After this speech Cleveland asked the American people to volunteer to send what they could to support the struggling farmers.  The people, with “the bonds of common brotherhood” were able to send ten times the amount that congress had originally asked for.

Davy Crockett give us another excellent example on how true charity should be.  The widow of a distinguished navel officer was in need of funds.  Several members of the House of Representatives stood up to give speeches about how well her husband had served his country and that in return the federal government should take care of her.  When they were finished with their words Crockett stood up and said

“Mr. Speaker – I have as much respect for the memory of the deceased, and as much sympathy for the sufferings of the living, if suffering there be, as any man in this House, but we must not permit our respect for the dead or our sympathy for a part of the living to lead us into an act of injustice to the balance of the living. I will not go into an argument to prove that Congress has no power to appropriate this money as an act of charity. Every member upon this floor knows it. We have the right, as individuals, to give away as much of our own money as we please in charity; but as members of Congress we have no right so to appropriate a dollar of the public money… I do not wish to be rude, but I must be plain… We cannot, without the grossest corruption, appropriate this…We have not the semblance of authority to appropriate it as a charity. Mr. Speaker, I have said we have the right to give as much of our own money as we please. I am the poorest man on this floor. I cannot vote for this bill, but I will give one week’s pay to the object, and if every member of Congress will do the same, it will amount to more than the bill asks.”

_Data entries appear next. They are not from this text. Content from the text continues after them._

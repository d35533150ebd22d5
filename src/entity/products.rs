use sea_orm::entity::prelude::*;

#[derive(Clone, Debug, PartialEq, DeriveEntityModel)]
#[sea_orm(table_name = "products")]
pub struct Model {
    #[sea_orm(primary_key, auto_increment = false)]
    pub id: Uuid,
    pub category_id: Uuid,
    #[sea_orm(unique)]
    pub name: String,
    pub description: Option<String>,
    pub price: i64,
    pub image_url: Option<String>,
    pub current_stock: i32,
    pub low_stock_threshold: i32,
    /// Set once the recipe is final; ingredient edits are refused afterwards.
    pub recipe_locked: bool,
    pub created_at: DateTimeWithTimeZone,
    pub updated_at: DateTimeWithTimeZone,
}

#[derive(Copy, Clone, Debug, EnumIter, DeriveRelation)]
pub enum Relation {
    #[sea_orm(
        belongs_to = "super::categories::Entity",
        from = "Column::CategoryId",
        to = "super::categories::Column::Id"
    )]
    Categories,
    #[sea_orm(has_many = "super::recipe_ingredients::Entity")]
    RecipeIngredients,
    #[sea_orm(has_many = "super::order_items::Entity")]
    OrderItems,
}

impl Related<super::categories::Entity> for Entity {
    fn to() -> RelationDef {
        Relation::Categories.def()
    }
}

impl Related<super::recipe_ingredients::Entity> for Entity {
    fn to() -> RelationDef {
        Relation::RecipeIngredients.def()
    }
}

impl Related<super::order_items::Entity> for Entity {
    fn to() -> RelationDef {
        Relation::OrderItems.def()
    }
}

impl ActiveModelBehavior for ActiveModel {}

He was later confronted by a follow representative who wanted to know why he was being so heartless.  Crockett told him the story of the tongue lashing he received from a constituent when he was running for re-election.  Crockett had voted to send money to relieve victims of a local fire.  The farmer said to Crockett:

There are plenty of wealthy men in and around Washington who could have given $20,000 without depriving themselves of even a luxury of life. The Congressmen chose to keep their own money, which, if reports be true, some of them spend not very creditably; and the people about Washington, no doubt, applauded you for relieving them from the necessity of giving by giving what was not yours to give.

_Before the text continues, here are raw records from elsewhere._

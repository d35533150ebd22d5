use serde::Serialize;
use utoipa::ToSchema;

/// Pagination block. All fields are absent on non-list responses.
#[derive(Debug, Serialize, ToSchema, Clone, Default)]
pub struct Meta {
    pub page: Option<i64>,
    pub per_page: Option<i64>,
    pub total: Option<i64>,
    pub total_pages: Option<i64>,
}

impl Meta {
    pub fn new(page: i64, per_page: i64, total: i64) -> Self {
        let total_pages = if per_page > 0 {
            (total + per_page - 1) / per_page
        } else {
            0
        };
        Self {
            page: Some(page),
            per_page: Some(per_page),
            total: Some(total),
            total_pages: Some(total_pages),
        }
    }

    pub fn empty() -> Self {
        Self::default()
    }
}

/// `{ message, data, meta }`, shared by every JSON response including errors.
#[derive(Debug, Serialize, ToSchema)]
pub struct ApiResponse<T> {
    pub message: String,
    pub data: Option<T>,
    pub meta: Option<Meta>,
}

impl<T: Serialize> ApiResponse<T> {
    pub fn success(message: impl Into<String>, data: T, meta: Option<Meta>) -> Self {
        Self {
            message: message.into(),
            data: Some(data),
            meta,
        }
    }
}

impl ApiResponse<serde_json::Value> {
    /// Message-only body for endpoints with nothing to return.
    pub fn ack(message: impl Into<String>) -> Self {
        Self::success(message, serde_json::json!({}), Some(Meta::empty()))
    }
}

#[cfg(test)]
mod tests {
    use super::Meta;

    #[test]
    fn total_pages_rounds_up() {
        assert_eq!(Meta::new(1, 20, 41).total_pages, Some(3));
        assert_eq!(Meta::new(1, 20, 40).total_pages, Some(2));
        assert_eq!(Meta::new(1, 20, 0).total_pages, Some(0));
    }
}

Crockett was a changed man after that confrontation.  From that point on he was determind not to allow congress to overstep it’s bounds.  Those boundaries were put in place for a reason.  He then pointed out to his representative friend who had wanted to send the widow relief:

“There is one thing now to which I will call your attention. You remember that I proposed to give a week’s pay. There are in that House many very wealthy men – men who think nothing of spending a week’s pay, or a dozen of them for a dinner or a wine party when they have something to accomplish by it. Some of those same men made beautiful speeches upon the great debt of gratitude which the country owed the deceased – a debt which could not be paid by money, particularly so insignificant a sum as $10,000, when weighed against the honor of the nation. Yet not one of them responded to my proposition. Money with them is nothing but trash when it is to come out of the people. But it is the one great thing for which most of them are striving, and many of them sacrifice honor, integrity, and justice to obtain it.”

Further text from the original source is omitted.